:: Work item ::
This task calls for copying every line in the data below that contains the word "RegistryHandle".

:: Dataset excerpts ::
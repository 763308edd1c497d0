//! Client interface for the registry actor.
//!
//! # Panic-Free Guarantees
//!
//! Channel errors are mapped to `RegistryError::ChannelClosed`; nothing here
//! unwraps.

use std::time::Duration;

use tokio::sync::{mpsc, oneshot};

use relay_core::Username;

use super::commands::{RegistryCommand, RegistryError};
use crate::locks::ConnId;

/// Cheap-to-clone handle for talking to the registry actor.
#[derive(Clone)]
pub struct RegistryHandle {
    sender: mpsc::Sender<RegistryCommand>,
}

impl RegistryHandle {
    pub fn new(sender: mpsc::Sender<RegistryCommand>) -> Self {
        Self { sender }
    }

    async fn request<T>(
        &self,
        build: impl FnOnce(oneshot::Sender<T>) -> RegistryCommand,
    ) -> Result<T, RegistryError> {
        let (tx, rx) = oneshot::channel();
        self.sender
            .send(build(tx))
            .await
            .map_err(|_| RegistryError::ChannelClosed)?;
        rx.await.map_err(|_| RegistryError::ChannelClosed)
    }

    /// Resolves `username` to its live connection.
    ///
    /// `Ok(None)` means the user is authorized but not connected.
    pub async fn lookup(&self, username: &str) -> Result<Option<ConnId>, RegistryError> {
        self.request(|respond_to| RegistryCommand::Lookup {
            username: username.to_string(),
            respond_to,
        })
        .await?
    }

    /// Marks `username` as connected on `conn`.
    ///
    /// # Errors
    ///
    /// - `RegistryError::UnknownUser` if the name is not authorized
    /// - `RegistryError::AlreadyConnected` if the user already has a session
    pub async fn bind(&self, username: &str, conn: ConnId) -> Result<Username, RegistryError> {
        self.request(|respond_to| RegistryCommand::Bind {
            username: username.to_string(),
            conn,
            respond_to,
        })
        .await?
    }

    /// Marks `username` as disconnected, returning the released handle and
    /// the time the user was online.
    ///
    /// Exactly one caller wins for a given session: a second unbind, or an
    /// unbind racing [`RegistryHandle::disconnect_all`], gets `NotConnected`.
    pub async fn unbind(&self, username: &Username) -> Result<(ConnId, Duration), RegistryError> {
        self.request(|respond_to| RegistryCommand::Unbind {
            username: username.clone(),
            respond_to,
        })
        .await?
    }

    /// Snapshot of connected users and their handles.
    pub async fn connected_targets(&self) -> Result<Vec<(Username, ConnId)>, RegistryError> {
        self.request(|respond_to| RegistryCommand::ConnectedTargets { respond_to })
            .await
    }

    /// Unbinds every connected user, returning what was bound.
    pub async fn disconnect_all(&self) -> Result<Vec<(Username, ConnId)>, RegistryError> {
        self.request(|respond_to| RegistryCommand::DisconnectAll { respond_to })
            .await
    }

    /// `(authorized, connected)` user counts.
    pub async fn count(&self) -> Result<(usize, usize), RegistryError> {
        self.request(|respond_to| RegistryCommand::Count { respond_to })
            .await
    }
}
* * *
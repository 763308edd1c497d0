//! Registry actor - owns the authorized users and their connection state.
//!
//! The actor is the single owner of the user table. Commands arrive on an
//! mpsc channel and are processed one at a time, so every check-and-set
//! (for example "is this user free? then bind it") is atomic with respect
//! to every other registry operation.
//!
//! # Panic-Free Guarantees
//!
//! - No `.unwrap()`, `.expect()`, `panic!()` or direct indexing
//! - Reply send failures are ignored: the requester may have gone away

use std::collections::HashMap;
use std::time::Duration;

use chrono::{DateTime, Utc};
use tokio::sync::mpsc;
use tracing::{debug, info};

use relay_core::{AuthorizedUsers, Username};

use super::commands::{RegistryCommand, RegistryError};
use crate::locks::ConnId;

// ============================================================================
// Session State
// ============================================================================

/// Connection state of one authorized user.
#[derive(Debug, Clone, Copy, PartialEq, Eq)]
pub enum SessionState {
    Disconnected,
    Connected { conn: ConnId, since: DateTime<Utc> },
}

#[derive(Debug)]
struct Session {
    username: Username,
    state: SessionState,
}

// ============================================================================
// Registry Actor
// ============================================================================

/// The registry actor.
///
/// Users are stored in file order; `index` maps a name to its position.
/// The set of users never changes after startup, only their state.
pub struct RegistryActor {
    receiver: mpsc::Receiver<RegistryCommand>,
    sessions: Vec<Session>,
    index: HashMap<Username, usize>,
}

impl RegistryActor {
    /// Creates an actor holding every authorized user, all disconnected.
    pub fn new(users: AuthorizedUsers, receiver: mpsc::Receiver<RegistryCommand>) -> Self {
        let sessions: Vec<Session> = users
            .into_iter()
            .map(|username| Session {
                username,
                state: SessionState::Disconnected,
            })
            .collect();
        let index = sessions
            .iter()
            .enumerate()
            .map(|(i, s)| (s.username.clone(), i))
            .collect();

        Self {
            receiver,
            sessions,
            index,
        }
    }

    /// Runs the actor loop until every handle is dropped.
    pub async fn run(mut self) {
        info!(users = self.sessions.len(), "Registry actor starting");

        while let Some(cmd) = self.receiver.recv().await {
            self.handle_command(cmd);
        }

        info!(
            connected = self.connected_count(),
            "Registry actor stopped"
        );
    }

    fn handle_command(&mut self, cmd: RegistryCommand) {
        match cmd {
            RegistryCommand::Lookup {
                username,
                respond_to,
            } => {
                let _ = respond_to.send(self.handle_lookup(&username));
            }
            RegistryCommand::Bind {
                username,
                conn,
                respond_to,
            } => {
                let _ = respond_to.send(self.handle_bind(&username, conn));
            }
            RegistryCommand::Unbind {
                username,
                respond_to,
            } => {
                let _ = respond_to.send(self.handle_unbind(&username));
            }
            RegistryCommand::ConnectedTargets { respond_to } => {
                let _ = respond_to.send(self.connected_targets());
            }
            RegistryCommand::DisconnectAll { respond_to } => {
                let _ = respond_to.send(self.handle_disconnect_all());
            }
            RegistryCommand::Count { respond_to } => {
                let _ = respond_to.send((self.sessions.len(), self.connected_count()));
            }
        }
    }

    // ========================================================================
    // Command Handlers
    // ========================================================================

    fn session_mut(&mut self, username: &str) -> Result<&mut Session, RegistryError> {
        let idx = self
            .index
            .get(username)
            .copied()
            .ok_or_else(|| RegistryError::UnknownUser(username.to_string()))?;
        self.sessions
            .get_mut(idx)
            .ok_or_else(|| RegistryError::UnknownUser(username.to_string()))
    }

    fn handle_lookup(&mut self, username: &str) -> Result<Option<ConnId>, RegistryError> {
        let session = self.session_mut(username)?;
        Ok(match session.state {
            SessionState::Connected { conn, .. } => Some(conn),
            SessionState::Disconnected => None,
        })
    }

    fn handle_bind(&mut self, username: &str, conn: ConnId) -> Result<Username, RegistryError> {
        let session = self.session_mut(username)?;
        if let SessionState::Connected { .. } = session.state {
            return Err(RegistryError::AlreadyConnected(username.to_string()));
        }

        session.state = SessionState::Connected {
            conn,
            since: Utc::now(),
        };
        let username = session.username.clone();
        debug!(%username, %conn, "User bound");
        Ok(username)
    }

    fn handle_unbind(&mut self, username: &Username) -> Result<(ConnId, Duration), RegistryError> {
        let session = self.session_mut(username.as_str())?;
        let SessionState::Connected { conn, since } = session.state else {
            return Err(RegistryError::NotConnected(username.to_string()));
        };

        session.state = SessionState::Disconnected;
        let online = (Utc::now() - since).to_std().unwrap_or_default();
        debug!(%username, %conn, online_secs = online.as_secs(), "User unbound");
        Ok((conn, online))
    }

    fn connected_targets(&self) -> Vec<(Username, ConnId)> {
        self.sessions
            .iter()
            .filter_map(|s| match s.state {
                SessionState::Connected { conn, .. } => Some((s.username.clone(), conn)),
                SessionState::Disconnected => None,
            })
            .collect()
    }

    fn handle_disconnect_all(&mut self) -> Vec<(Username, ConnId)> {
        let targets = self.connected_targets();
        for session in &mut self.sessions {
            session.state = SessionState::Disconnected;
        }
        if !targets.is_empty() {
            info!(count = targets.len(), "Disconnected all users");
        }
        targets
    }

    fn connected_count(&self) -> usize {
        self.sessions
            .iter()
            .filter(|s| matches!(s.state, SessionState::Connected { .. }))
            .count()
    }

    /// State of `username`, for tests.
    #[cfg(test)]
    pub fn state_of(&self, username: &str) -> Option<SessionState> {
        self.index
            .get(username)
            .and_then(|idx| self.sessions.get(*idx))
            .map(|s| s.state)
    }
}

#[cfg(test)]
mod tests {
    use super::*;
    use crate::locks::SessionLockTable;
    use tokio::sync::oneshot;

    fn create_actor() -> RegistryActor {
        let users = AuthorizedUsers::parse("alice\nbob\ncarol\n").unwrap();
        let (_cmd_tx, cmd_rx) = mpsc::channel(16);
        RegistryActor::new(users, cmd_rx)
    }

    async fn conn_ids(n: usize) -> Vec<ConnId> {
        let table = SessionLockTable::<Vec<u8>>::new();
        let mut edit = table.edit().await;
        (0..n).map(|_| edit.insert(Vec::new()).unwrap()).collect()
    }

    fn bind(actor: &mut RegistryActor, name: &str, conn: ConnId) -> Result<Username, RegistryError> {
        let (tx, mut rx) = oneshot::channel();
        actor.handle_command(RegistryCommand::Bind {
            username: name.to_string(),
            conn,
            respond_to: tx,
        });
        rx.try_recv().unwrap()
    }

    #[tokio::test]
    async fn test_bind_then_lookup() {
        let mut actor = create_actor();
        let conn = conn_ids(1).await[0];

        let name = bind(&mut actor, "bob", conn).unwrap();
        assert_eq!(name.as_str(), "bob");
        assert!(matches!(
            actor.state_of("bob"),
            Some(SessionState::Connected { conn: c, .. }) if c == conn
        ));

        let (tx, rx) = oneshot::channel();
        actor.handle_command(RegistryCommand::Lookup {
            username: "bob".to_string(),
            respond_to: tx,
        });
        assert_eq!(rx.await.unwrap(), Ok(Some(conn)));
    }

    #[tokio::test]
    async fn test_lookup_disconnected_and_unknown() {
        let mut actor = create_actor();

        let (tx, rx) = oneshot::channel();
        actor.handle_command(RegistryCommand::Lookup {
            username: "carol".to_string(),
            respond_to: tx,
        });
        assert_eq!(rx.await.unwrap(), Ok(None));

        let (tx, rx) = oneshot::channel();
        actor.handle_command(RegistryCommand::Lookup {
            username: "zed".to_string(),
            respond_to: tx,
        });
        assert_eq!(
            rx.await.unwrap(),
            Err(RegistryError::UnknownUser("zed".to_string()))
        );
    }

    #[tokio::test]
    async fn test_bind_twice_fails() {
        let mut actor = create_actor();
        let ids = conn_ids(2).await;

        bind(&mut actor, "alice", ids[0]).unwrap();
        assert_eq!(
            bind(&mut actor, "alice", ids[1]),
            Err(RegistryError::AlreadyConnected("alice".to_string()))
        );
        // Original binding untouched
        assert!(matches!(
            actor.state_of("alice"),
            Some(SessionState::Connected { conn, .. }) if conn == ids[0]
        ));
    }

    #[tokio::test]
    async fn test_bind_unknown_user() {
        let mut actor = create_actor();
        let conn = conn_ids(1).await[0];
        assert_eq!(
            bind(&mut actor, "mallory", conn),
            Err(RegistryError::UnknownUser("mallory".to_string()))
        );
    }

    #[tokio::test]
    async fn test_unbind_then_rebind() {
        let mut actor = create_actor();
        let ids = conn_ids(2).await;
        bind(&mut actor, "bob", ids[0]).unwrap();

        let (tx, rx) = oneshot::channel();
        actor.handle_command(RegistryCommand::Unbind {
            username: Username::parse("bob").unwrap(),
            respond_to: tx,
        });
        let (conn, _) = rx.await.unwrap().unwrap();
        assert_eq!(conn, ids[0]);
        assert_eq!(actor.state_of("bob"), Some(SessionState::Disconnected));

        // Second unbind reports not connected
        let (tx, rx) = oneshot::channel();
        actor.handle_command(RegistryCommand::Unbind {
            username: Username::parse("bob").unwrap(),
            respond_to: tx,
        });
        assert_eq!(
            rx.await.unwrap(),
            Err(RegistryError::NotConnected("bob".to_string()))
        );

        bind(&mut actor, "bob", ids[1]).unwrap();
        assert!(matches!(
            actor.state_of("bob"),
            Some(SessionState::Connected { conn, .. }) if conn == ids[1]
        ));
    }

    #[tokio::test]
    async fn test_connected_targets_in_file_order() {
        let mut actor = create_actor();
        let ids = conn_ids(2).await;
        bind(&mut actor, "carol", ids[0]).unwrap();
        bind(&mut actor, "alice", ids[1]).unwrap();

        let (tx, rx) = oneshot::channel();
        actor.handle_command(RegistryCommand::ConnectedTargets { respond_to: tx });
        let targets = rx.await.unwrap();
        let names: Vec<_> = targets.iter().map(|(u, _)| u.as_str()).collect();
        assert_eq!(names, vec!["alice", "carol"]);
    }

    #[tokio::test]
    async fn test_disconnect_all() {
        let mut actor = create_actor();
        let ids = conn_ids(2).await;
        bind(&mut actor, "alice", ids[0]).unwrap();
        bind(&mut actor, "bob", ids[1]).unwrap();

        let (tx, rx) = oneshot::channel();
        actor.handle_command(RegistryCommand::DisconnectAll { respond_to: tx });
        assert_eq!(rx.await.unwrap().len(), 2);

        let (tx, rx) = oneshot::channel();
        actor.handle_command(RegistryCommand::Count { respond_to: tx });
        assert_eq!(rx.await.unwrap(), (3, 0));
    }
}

:: The completed task ::
pub struct RegistryHandle {
impl RegistryHandle {
    /// unbind racing [`RegistryHandle::disconnect_all`], gets `NotConnected`.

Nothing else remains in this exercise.